▶ Exercise requirements: Where a line of the data below has the string "into", copy that line.
- - -
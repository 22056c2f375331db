//! The authoritative on-disk model.
//!
//! Layout under `<root>/<teamId>/`:
//!
//! ```text
//! team.json                       team record
//! tasks/<id>.json                 one task per file
//! threads/index.json              thread records
//! threads/<id>.jsonl              one message per line
//! inboxes/<agentId>.json          per-agent notification cache
//! audit/events.jsonl              one audit event per line
//! idempotency/create-task.json    creation key map
//! ```
//!
//! Every mutating operation runs under one serial mutation lock so the
//! store observes a total order of writes. Reads never take the lock:
//! record files are replaced atomically, so a reader sees either the
//! prior record or the new one, never a torn write.

mod audit;
mod inbox;
mod tasks;
mod threads;

pub use inbox::InboxPage;
pub use tasks::{CanWriteDecision, ClaimOutcome, CreateTaskInput, CreatedTask};
pub use threads::{StartThreadInput, ThreadTail};

use std::collections::HashMap;
use std::fs;
use std::path::{Path, PathBuf};

use chrono::Utc;
use tokio::sync::Mutex;
use tracing::info;

use team_common::error::{StoreError, StoreResult};
use team_common::fs::{safe_join, write_json_atomic};
use team_common::types::{AgentSpec, BudgetHints, Team};
use team_common::{valid_ident, SCHEMA_VERSION};

#[derive(Debug)]
pub struct Store {
    team_id: String,
    workspace_root: PathBuf,
    team_dir: PathBuf,
    mutation: Mutex<()>,
}

impl Store {
    /// Open the store for one team directory. The directory must have
    /// been scaffolded by the bootstrap already.
    pub fn open(workspace_root: &Path, team_id: &str) -> StoreResult<Self> {
        if !valid_ident(team_id) {
            return Err(StoreError::InvalidTeamId(team_id.to_string()));
        }
        let workspace_root = workspace_root.canonicalize()?;
        let team_dir = safe_join(&workspace_root, team_id)?;
        Ok(Self {
            team_id: team_id.to_string(),
            workspace_root,
            team_dir,
            mutation: Mutex::new(()),
        })
    }

    pub fn team_id(&self) -> &str {
        &self.team_id
    }

    pub fn team_dir(&self) -> &Path {
        &self.team_dir
    }

    pub fn workspace_root(&self) -> &Path {
        &self.workspace_root
    }

    /// Scope check used by the HTTP layer: this daemon serves one team.
    pub fn ensure_team(&self, team_id: &str) -> StoreResult<()> {
        if team_id == self.team_id {
            Ok(())
        } else {
            Err(StoreError::TeamNotFound(team_id.to_string()))
        }
    }

    pub(crate) fn team_path(&self) -> PathBuf {
        self.team_dir.join("team.json")
    }

    pub(crate) fn tasks_dir(&self) -> PathBuf {
        self.team_dir.join("tasks")
    }

    pub(crate) fn task_path(&self, task_id: &str) -> PathBuf {
        self.tasks_dir().join(format!("{task_id}.json"))
    }

    pub(crate) fn threads_dir(&self) -> PathBuf {
        self.team_dir.join("threads")
    }

    pub(crate) fn thread_index_path(&self) -> PathBuf {
        self.threads_dir().join("index.json")
    }

    pub(crate) fn thread_log_path(&self, thread_id: &str) -> PathBuf {
        self.threads_dir().join(format!("{thread_id}.jsonl"))
    }

    pub(crate) fn inboxes_dir(&self) -> PathBuf {
        self.team_dir.join("inboxes")
    }

    pub(crate) fn inbox_path(&self, agent_id: &str) -> PathBuf {
        self.inboxes_dir().join(format!("{agent_id}.json"))
    }

    pub(crate) fn audit_path(&self) -> PathBuf {
        self.team_dir.join("audit").join("events.jsonl")
    }

    pub(crate) fn idempotency_path(&self) -> PathBuf {
        self.team_dir.join("idempotency").join("create-task.json")
    }

    pub(crate) async fn lock_mutations(&self) -> tokio::sync::MutexGuard<'_, ()> {
        self.mutation.lock().await
    }

    /// Read the team record; absent means the workspace was never
    /// initialized, which bootstrap prevents.
    pub fn read_team(&self) -> StoreResult<Team> {
        let bytes = match fs::read(self.team_path()) {
            Ok(bytes) => bytes,
            Err(err) if err.kind() == std::io::ErrorKind::NotFound => {
                return Err(StoreError::TeamNotFound(self.team_id.clone()))
            }
            Err(err) => return Err(err.into()),
        };
        Ok(serde_json::from_slice(&bytes)?)
    }

    pub fn list_teams(&self) -> StoreResult<Vec<Team>> {
        Ok(vec![self.read_team()?])
    }

    pub fn get_team(&self, team_id: &str) -> StoreResult<Team> {
        self.ensure_team(team_id)?;
        self.read_team()
    }

    /// Create (or return) the team record. Creation is a no-op when the
    /// record already exists; the core never destroys it.
    pub async fn create_team(
        &self,
        team_id: &str,
        agents: Vec<AgentSpec>,
        budget: Option<BudgetHints>,
    ) -> StoreResult<(Team, bool)> {
        if !valid_ident(team_id) {
            return Err(StoreError::InvalidTeamId(team_id.to_string()));
        }
        self.ensure_team(team_id)
            .map_err(|_| StoreError::InvalidTeamId(team_id.to_string()))?;
        for agent in &agents {
            if !valid_ident(&agent.id) {
                return Err(StoreError::InvalidAgentId(agent.id.clone()));
            }
        }

        let _guard = self.lock_mutations().await;
        if let Ok(existing) = self.read_team() {
            return Ok((existing, false));
        }

        let team = Team {
            schema_version: SCHEMA_VERSION,
            team_id: team_id.to_string(),
            agents,
            budget,
            created_at: Utc::now(),
        };
        self.append_audit("team_created", team_id, None, None, serde_json::json!({}))?;
        write_json_atomic(&self.team_path(), &team)?;
        info!(team_id = %team_id, "Team record created");
        Ok((team, true))
    }

    /// Write the default empty team record if none exists yet. Called
    /// once by the bootstrap, outside the serving path.
    pub fn ensure_default_team(&self) -> StoreResult<()> {
        if self.team_path().exists() {
            return Ok(());
        }
        let team = Team {
            schema_version: SCHEMA_VERSION,
            team_id: self.team_id.clone(),
            agents: Vec::new(),
            budget: None,
            created_at: Utc::now(),
        };
        write_json_atomic(&self.team_path(), &team)
    }

    /// All agents the daemon knows about: the configured team agents
    /// plus anyone who already has an inbox on disk.
    pub(crate) fn known_agents(&self) -> StoreResult<Vec<String>> {
        let mut seen: HashMap<String, ()> = HashMap::new();
        let mut agents = Vec::new();

        if let Ok(team) = self.read_team() {
            for agent in team.agents {
                if seen.insert(agent.id.clone(), ()).is_none() {
                    agents.push(agent.id);
                }
            }
        }

        match fs::read_dir(self.inboxes_dir()) {
            Ok(entries) => {
                for entry in entries {
                    let entry = entry?;
                    let name = entry.file_name();
                    let Some(stem) = name.to_str().and_then(|n| n.strip_suffix(".json")) else {
                        continue;
                    };
                    if seen.insert(stem.to_string(), ()).is_none() {
                        agents.push(stem.to_string());
                    }
                }
            }
            Err(err) if err.kind() == std::io::ErrorKind::NotFound => {}
            Err(err) => return Err(err.into()),
        }

        Ok(agents)
    }

    /// Numeric suffix of `task-NNNN` style identifiers.
    pub(crate) fn id_suffix(id: &str, prefix: &str) -> Option<u64> {
        id.strip_prefix(prefix)
            .and_then(|rest| rest.strip_prefix('-'))
            .and_then(|digits| digits.parse().ok())
    }
}

#[cfg(test)]
pub(crate) mod testutil {
    use super::*;
    use team_common::fs::set_dir_private;
    use tempfile::TempDir;

    /// A scaffolded store in a throwaway workspace.
    pub(crate) fn scaffolded(team_id: &str) -> (TempDir, Store) {
        let root = TempDir::new().expect("temp workspace");
        let team_dir = root.path().join(team_id);
        for sub in [
            "tasks",
            "threads",
            "inboxes",
            "audit",
            "artifacts",
            "idempotency",
        ] {
            fs::create_dir_all(team_dir.join(sub)).expect("scaffold");
        }
        set_dir_private(&team_dir).expect("chmod");
        let store = Store::open(root.path(), team_id).expect("open store");
        store.ensure_default_team().expect("default team");
        (root, store)
    }
}

#[cfg(test)]
mod tests {
    use super::testutil::scaffolded;
    use super::*;

    #[tokio::test]
    async fn create_team_is_idempotent_and_scoped() {
        let (_root, store) = scaffolded("alpha");

        let agents = vec![AgentSpec {
            id: "worker_a".into(),
            role: "worker".into(),
            model: None,
        }];
        // team.json already exists (default), so this is a no-op read.
        let (team, created) = store
            .create_team("alpha", agents.clone(), None)
            .await
            .expect("create");
        assert!(!created);
        assert_eq!(team.team_id, "alpha");

        let err = store.create_team("beta", vec![], None).await.unwrap_err();
        assert_eq!(err.code(), "INVALID_TEAM_ID");

        let err = store.get_team("beta").unwrap_err();
        assert_eq!(err.code(), "TEAM_NOT_FOUND");
    }

    #[tokio::test]
    async fn known_agents_unions_team_and_inboxes() {
        let (_root, store) = scaffolded("alpha");
        fs::remove_file(store.team_path()).unwrap();
        store
            .create_team(
                "alpha",
                vec![AgentSpec {
                    id: "worker_a".into(),
                    role: "worker".into(),
                    model: None,
                }],
                None,
            )
            .await
            .unwrap();
        write_json_atomic(
            &store.inbox_path("drive_by"),
            &team_common::types::Inbox::empty("drive_by"),
        )
        .unwrap();

        let mut agents = store.known_agents().unwrap();
        agents.sort();
        assert_eq!(agents, vec!["drive_by".to_string(), "worker_a".to_string()]);
    }
}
- - -
▶ Solution to this exercise:
            Err(err) => return Err(err.into()),
            Err(err) => return Err(err.into()),
            id: "worker_a".into(),
            role: "worker".into(),
                    id: "worker_a".into(),
                    role: "worker".into(),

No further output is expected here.